Añadió la mitad final de la curva, uniendo la línea en el extremo izquierdo para formar la cabeza del pez, y cruzándola a la derecha para crear la cola.

—¿Y es una imagen muy antigua? —dijo Thomas.

—Quizá una de las más antiguas. Ed decía que también existía ese símbolo en otras religiones, pero el cristianismo primitivo la reclama como propia. El Nuevo Testamento está lleno de historias que emplean este símbolo.

—«Os haré pescadores de hombres» —dijo Thomas.

—Y alimentaré a más de cinco mil personas —dijo Giovanni—. Eduardo decía que el pez era un «símbolo arquetípico de la fertilidad» —concluyó y sonrió al evocar la frase.

Caminaron en silencio durante un tiempo hasta que llegaron a una amplia sala que daba al mar y cuyo suelo era de grueso vidrio.

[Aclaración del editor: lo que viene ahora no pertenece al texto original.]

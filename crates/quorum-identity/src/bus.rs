//! Identity event bus
//!
//! A cloneable handle onto a tokio broadcast channel. Every badge takes its
//! own [`IdentitySubscription`]; dropping the subscription unsubscribes.

use quorum_core::Address;
use tokio::sync::broadcast;
use tokio::sync::broadcast::error::{RecvError, TryRecvError};

/// Default channel capacity.
pub const DEFAULT_BUS_CAPACITY: usize = 256;

/// A change to the identity directory.
#[derive(Debug, Clone, PartialEq, Eq)]
pub enum IdentityEvent {
    /// The label of one address was set or removed
    Modify(Address),
    /// Every label was removed
    Clear,
    /// A batch of labels was imported
    Import,
}

impl IdentityEvent {
    /// Whether a subscriber displaying `address` must re-resolve.
    pub fn affects(&self, address: &Address) -> bool {
        match self {
            Self::Modify(changed) => changed == address,
            Self::Clear | Self::Import => true,
        }
    }
}

/// Broadcast channel for [`IdentityEvent`]s.
#[derive(Debug, Clone)]
pub struct IdentityBus {
    sender: broadcast::Sender<IdentityEvent>,
}

impl IdentityBus {
    /// Create a bus buffering up to `capacity` undelivered events per subscriber.
    pub fn new(capacity: usize) -> Self {
        let (sender, _) = broadcast::channel(capacity.max(1));
        Self { sender }
    }

    /// Publish an event to every current subscriber.
    ///
    /// Returns the number of subscribers reached; zero is not an error.
    pub fn publish(&self, event: IdentityEvent) -> usize {
        tracing::debug!(?event, "Publishing identity event");
        self.sender.send(event).unwrap_or(0)
    }

    /// Subscribe to events published from now on.
    pub fn subscribe(&self) -> IdentitySubscription {
        IdentitySubscription {
            receiver: self.sender.subscribe(),
        }
    }

    /// Number of live subscriptions.
    pub fn subscriber_count(&self) -> usize {
        self.sender.receiver_count()
    }
}

impl Default for IdentityBus {
    fn default() -> Self {
        Self::new(DEFAULT_BUS_CAPACITY)
    }
}

/// One subscriber's view of the bus.
///
/// If the subscriber falls behind and events are dropped, the gap is
/// reported as a single [`IdentityEvent::Import`] so the subscriber
/// re-resolves everything it displays.
#[derive(Debug)]
pub struct IdentitySubscription {
    receiver: broadcast::Receiver<IdentityEvent>,
}

impl IdentitySubscription {
    /// Wait for the next event. `None` once the bus is gone.
    pub async fn recv(&mut self) -> Option<IdentityEvent> {
        match self.receiver.recv().await {
            Ok(event) => Some(event),
            Err(RecvError::Lagged(skipped)) => {
                tracing::warn!(skipped, "Identity subscriber lagged, forcing full refresh");
                Some(IdentityEvent::Import)
            }
            Err(RecvError::Closed) => None,
        }
    }

    /// Next already-delivered event, without waiting.
    pub fn try_recv(&mut self) -> Option<IdentityEvent> {
        match self.receiver.try_recv() {
            Ok(event) => Some(event),
            Err(TryRecvError::Lagged(skipped)) => {
                tracing::warn!(skipped, "Identity subscriber lagged, forcing full refresh");
                Some(IdentityEvent::Import)
            }
            Err(TryRecvError::Empty | TryRecvError::Closed) => None,
        }
    }
}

Bajo él pudieron ver los niveles inferiores del edificio: los restos de los almacenes, mazmorras, pasadizos y tumbas, algunas con esqueletos.

—Dicen que los cimientos están llenos de túneles que datan de los primeros días del edificio —dijo Giovanni—. Algunos llegan al mar. Existe una leyenda según la cual los prisioneros que estaban en las mazmorras gritaban por la noche. Cuando los guardias iban al día siguiente, habían desaparecido de sus celdas. Años después, los soldados recorrieron todos los túneles y encontraron un cocodrilo que había escapado de un barco procedente de Egipto y había vivido en los pasadizos desde entonces. Mataron y disecaron al cocodrilo y lo colgaron en la entrada. Es solo una leyenda, pero a Eduardo le gustaba esa historia.

De nuevo sonrió, esta vez con melancolía.

—Debería regresar —suspiró—. Usted tiene que ir a Pompeya y yo tengo unas monjas de las que ocuparme.

Thomas asintió.

Símbolos, pensó. Cruces y peces. ¿Podrían ser el motivo de la muerte de Ed? ¿Pero cómo?

—Es todo tan… inadecuado, tan insuficiente —dijo en voz alta—. Me falta algo.

Giovanni no dijo nada y Thomas se volvió a preguntar si los amigos de Ed no estarían ocultándole información, para proteger su recuerdo o para protegerse a sí mismos. Y, si era así, ¿protegerse de qué? ¿De quién?